**Data to process:**
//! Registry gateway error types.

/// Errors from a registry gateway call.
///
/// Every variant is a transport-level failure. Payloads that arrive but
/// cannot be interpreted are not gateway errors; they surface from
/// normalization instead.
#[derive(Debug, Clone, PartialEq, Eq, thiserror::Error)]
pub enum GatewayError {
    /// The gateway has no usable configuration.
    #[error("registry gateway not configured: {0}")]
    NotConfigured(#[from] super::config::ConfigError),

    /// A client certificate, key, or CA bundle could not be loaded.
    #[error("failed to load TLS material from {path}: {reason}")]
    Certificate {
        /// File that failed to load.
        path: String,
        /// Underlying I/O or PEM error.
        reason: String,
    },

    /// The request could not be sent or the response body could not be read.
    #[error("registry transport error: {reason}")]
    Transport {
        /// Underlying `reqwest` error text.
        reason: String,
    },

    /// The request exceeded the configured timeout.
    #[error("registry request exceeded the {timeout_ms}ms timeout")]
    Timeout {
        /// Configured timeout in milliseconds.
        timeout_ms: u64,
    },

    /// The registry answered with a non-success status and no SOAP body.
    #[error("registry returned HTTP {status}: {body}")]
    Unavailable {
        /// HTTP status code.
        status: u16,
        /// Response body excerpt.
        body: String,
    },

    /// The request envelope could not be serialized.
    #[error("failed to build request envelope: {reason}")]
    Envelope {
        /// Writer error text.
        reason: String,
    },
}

**Directions:** Nothing but lines that contain "HTTP" should appear in the answer. Copy each from the records.

**Result:**
    #[error("registry returned HTTP {status}: {body}")]
        /// HTTP status code.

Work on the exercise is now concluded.